The very fact the holiday hype always includes discussion of the family gathering can create a sense of loss and loneliness for those who do not have a family to go to. However, during the holiday season many of us find ourselves without family due to death, divorce, and distance. Seek out opportunities to be with others. Let people know you are alone and would welcome an invitation to share their family time. Host a gathering of your own and call it “chosen family”. For a family experience of a different kind, volunteer at the local soup kitchen. To find the one near you call Shoreline Soup Kitchen and Pantries at 860-388-1988.
The holidays can be a source of great stress for children and especially children whose families who have experienced divorce. Parents can often unknowingly use the holidays as battleground, and their children’s affection as a powerful weapon in the war with their ex-spouse.

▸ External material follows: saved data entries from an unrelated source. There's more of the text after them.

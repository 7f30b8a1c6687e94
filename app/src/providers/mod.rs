//! Provider traits for injected dependencies.
//!
//! Reducers never perform I/O directly; they describe effects that call
//! these traits through the environment. Production implementations live in
//! the client crate; in-memory implementations live in [`crate::mocks`].

pub mod api;
pub mod token_store;

pub use api::{
    ApiError, AuthPayload, BurgerApi, FeedSnapshot, OrderConfirmation, TokenPair,
};
pub use token_store::{TokenStore, TokenStoreError};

Unfortunately placing children in the center of the adult conflict does not only cause the child holiday stress, it causes long term damage, it really only hurts your child. Try being supportive of your ex as painful as that may be. Do it for your kids. If you can’t say any thing nice about the other parent just say nothing at all. Avoid the temptation to buy your kids affection with bigger and better gifts to make the other parent look bad. Remember the greatest gift you can give your child is two competent parents that love them. For more information about how to protect your child from the damage of divorce contact Madison Youth and Family Services about the “Dissolving a Marriage Saving a Family” program at 203 245 5645.

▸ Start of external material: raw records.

//! Token store provider trait.

use super::api::TokenPair;
use std::future::Future;
use thiserror::Error;

/// Errors returned by [`TokenStore`] implementations.
#[derive(Debug, Error, Clone, PartialEq, Eq)]
pub enum TokenStoreError {
    /// The backing storage failed
    #[error("Token storage error: {0}")]
    Storage(String),
}

/// Persisted token storage.
///
/// Hosts back this with whatever storage they have available, such as a
/// cookie jar for the access token and disk for the refresh token. Both
/// tokens are written and cleared together.
pub trait TokenStore: Send + Sync {
    /// The current access token, if any.
    ///
    /// # Errors
    ///
    /// Returns an error if the backing storage fails.
    fn access_token(
        &self,
    ) -> impl Future<Output = Result<Option<String>, TokenStoreError>> + Send;

    /// The current refresh token, if any.
    ///
    /// # Errors
    ///
    /// Returns an error if the backing storage fails.
    fn refresh_token(
        &self,
    ) -> impl Future<Output = Result<Option<String>, TokenStoreError>> + Send;

    /// Persist a fresh token pair, replacing any previous one.
    ///
    /// # Errors
    ///
    /// Returns an error if the backing storage fails.
    fn set_tokens(
        &self,
        tokens: &TokenPair,
    ) -> impl Future<Output = Result<(), TokenStoreError>> + Send;

    /// Clear both tokens.
    ///
    /// # Errors
    ///
    /// Returns an error if the backing storage fails.
    fn clear(&self) -> impl Future<Output = Result<(), TokenStoreError>> + Send;
}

Perhaps your challenge is navigating the minefield of the family gathering. Families can and do put a lot of pressure on us in ways we often don’t notice. It is amazing how we can be reasonable, responsible, and even respected adults in our daily lives, and the minute we enter a room with our parents and siblings regress to our childhood. Suddenly the room is filled with all of the characters that we called family as children including: the know-it-all, the loser, the whiner, the middle kid, the one who talks too much, the one who talks too little, mom’s favorite, and the list goes on. Just knowing this is just part of life with a family-with-memories can reduce the stress. So lighten up and have a little fun with it. Can you pick out and name the characters in your family? Enlist your spouse or sibling in the game. Remember your family may have defined your childhood, but it does not define who you are today.

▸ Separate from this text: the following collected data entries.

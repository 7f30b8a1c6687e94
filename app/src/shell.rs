//! Application shell.
//!
//! [`AppShell`] is the composition root: it owns the store and exposes the
//! orchestration API the presentation layer calls. Request/response flows
//! (login, order submission) are built on the store's action broadcast, so
//! callers get the terminal outcome without polling state.

use crate::actions::AppAction;
use crate::config::AppConfig;
use crate::environment::AppEnvironment;
use crate::error::{AppError, Result};
use crate::guard::{self, RouteAccess, RouteRule};
use crate::providers::{BurgerApi, TokenStore};
use crate::reducers::AppReducer;
use crate::selectors;
use crate::state::{AppState, Order, User};
use std::time::Duration;
use stellar_burgers_runtime::Store;

/// The application shell.
///
/// # Example
///
/// ```ignore
/// let shell = AppShell::new(AppConfig::default(), environment);
/// shell.bootstrap().await?;
///
/// shell.send(AppAction::AddIngredient(bun)).await?;
/// let order = shell.submit_order("/checkout").await?;
/// ```
pub struct AppShell<A, T>
where
    A: BurgerApi + Clone + Send + Sync + 'static,
    T: TokenStore + Clone + Send + Sync + 'static,
{
    store: Store<AppState, AppAction, AppEnvironment<A, T>, AppReducer<A, T>>,
    config: AppConfig,
}

impl<A, T> AppShell<A, T>
where
    A: BurgerApi + Clone + Send + Sync + 'static,
    T: TokenStore + Clone + Send + Sync + 'static,
{
    /// Create a shell over an empty state tree.
    #[must_use]
    pub fn new(config: AppConfig, environment: AppEnvironment<A, T>) -> Self {
        let store = Store::with_broadcast_capacity(
            AppState::default(),
            AppReducer::new(),
            environment,
            config.broadcast_capacity,
        );
        Self { store, config }
    }

    /// Boot sequence: start the catalog fetch and run the auth check.
    ///
    /// Returns once the auth check has settled; the catalog fetch continues
    /// in the background.
    ///
    /// # Errors
    ///
    /// Returns [`AppError::Store`] if the store is shutting down or the auth
    /// check does not settle within the configured timeout.
    pub async fn bootstrap(&self) -> Result<()> {
        self.store.send(AppAction::FetchIngredients).await?;
        self.store
            .send_and_wait_for(
                AppAction::CheckAuth,
                |action| matches!(action, AppAction::AuthChecked { .. }),
                self.config.auth_timeout,
            )
            .await?;
        Ok(())
    }

    /// Submit the assembled burger and wait for the outcome.
    ///
    /// `from` is the route the user is on; unauthenticated attempts publish
    /// a login-required event carrying it so the host can redirect back
    /// after login, matching the guard's redirect.
    ///
    /// Refused submissions (no bun, no ingredients, not logged in, already
    /// in flight) return immediately without any network call; the refused
    /// dispatch still reaches the reducer so unauthenticated attempts
    /// publish their login-redirect event.
    ///
    /// # Errors
    ///
    /// - [`AppError::SubmitRefused`]: a precondition failed client-side
    /// - [`AppError::Rejected`]: the API refused the order
    /// - [`AppError::Store`]: the store is shutting down or timed out
    pub async fn submit_order(&self, from: &str) -> Result<Order> {
        // Checked here as well as in the reducer: a refused submission
        // produces no terminal action to wait for.
        if let Some(refusal) = self.store.state(selectors::submit_refusal).await {
            self.store
                .send(AppAction::SubmitOrder {
                    from: from.to_string(),
                })
                .await?;
            return Err(AppError::SubmitRefused(refusal));
        }

        let outcome = self
            .store
            .send_and_wait_for(
                AppAction::SubmitOrder {
                    from: from.to_string(),
                },
                |action| {
                    matches!(
                        action,
                        AppAction::OrderAccepted { .. } | AppAction::OrderFailed { .. }
                    )
                },
                self.config.submit_timeout,
            )
            .await?;

        match outcome {
            AppAction::OrderAccepted { order } => Ok(order),
            AppAction::OrderFailed { message } => Err(AppError::Rejected { message }),
            _ => Err(AppError::Store(
                stellar_burgers_runtime::StoreError::ChannelClosed,
            )),
        }
    }

    /// Log in and wait for the outcome.
    ///
    /// # Errors
    ///
    /// - [`AppError::Rejected`]: the API refused the credentials
    /// - [`AppError::Store`]: the store is shutting down or timed out
    pub async fn login(&self, email: &str, password: &str) -> Result<User> {
        let outcome = self
            .store
            .send_and_wait_for(
                AppAction::Login {
                    email: email.to_string(),
                    password: password.to_string(),
                },
                |action| {
                    matches!(
                        action,
                        AppAction::LoginSucceeded { .. } | AppAction::LoginFailed { .. }
                    )
                },
                self.config.auth_timeout,
            )
            .await?;

        match outcome {
            AppAction::LoginSucceeded { user } => Ok(user),
            AppAction::LoginFailed { message } => Err(AppError::Rejected { message }),
            _ => Err(AppError::Store(
                stellar_burgers_runtime::StoreError::ChannelClosed,
            )),
        }
    }

    /// Register a new account and wait for the outcome.
    ///
    /// # Errors
    ///
    /// - [`AppError::Rejected`]: the API refused the registration
    /// - [`AppError::Store`]: the store is shutting down or timed out
    pub async fn register(&self, email: &str, name: &str, password: &str) -> Result<User> {
        let outcome = self
            .store
            .send_and_wait_for(
                AppAction::Register {
                    email: email.to_string(),
                    name: name.to_string(),
                    password: password.to_string(),
                },
                |action| {
                    matches!(
                        action,
                        AppAction::RegisterSucceeded { .. } | AppAction::RegisterFailed { .. }
                    )
                },
                self.config.auth_timeout,
            )
            .await?;

        match outcome {
            AppAction::RegisterSucceeded { user } => Ok(user),
            AppAction::RegisterFailed { message } => Err(AppError::Rejected { message }),
            _ => Err(AppError::Store(
                stellar_burgers_runtime::StoreError::ChannelClosed,
            )),
        }
    }

    /// Log out and wait until tokens are cleared.
    ///
    /// # Errors
    ///
    /// Returns [`AppError::Store`] if the store is shutting down or timed out.
    pub async fn logout(&self) -> Result<()> {
        self.store
            .send_and_wait_for(
                AppAction::Logout,
                |action| matches!(action, AppAction::LogoutCompleted),
                self.config.auth_timeout,
            )
            .await?;
        Ok(())
    }

    /// Dispatch any action without waiting for its effects.
    ///
    /// # Errors
    ///
    /// Returns [`AppError::Store`] if the store is shutting down.
    pub async fn send(&self, action: AppAction) -> Result<stellar_burgers_runtime::EffectHandle> {
        Ok(self.store.send(action).await?)
    }

    /// Read current state via a closure.
    pub async fn state<F, R>(&self, f: F) -> R
    where
        F: FnOnce(&AppState) -> R,
    {
        self.store.state(f).await
    }

    /// Classify a route visit against the current session.
    pub async fn route_access(&self, rule: RouteRule, path: &str) -> RouteAccess {
        self.store
            .state(|s| guard::route_access(rule, path, &s.session))
            .await
    }

    /// The underlying store, for subscribing to actions or advanced use.
    #[must_use]
    pub const fn store(
        &self,
    ) -> &Store<AppState, AppAction, AppEnvironment<A, T>, AppReducer<A, T>> {
        &self.store
    }

    /// Gracefully shut down, waiting for in-flight effects.
    ///
    /// # Errors
    ///
    /// Returns [`AppError::Store`] if effects are still running after
    /// `timeout`.
    pub async fn shutdown(&self, timeout: Duration) -> Result<()> {
        Ok(self.store.shutdown(timeout).await?)
    }
}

Nothing is more stressful than getting advice from your family, and nothing attracts more advice than your parenting skills. What do you mean you are not bothered by your daughter’s pierced nose or your son’s blue hair? Shouldn’t your kids eat vegetables? There is no sure fire way to stop your family from sharing their wisdom, however you can try to reduce the opportunities. Holiday family gatherings are not the time to teach your kids new behaviors or change the old, but setting some expectations can help the family bliss. If you have never expected your kids to eat vegetables, now is not the time to change that. Enlist your kids to be your ally and talk about behaviors in advance. Perhaps the issue is no cell phones at the dinner table, the need for manners, or perhaps just noticing how nice Grandma’s table looks. Kids generally will rally if you give them the chance. For more parenting strategies for the holidays contact Madison Youth and Family services 203 245 5645 for information about “Surviving the Season” or Parenting Tweens” Above all remember the holidays are just that a holiday. So try to plan activities that include rest and relaxation for you and your family. Most important, have a Happy Holiday!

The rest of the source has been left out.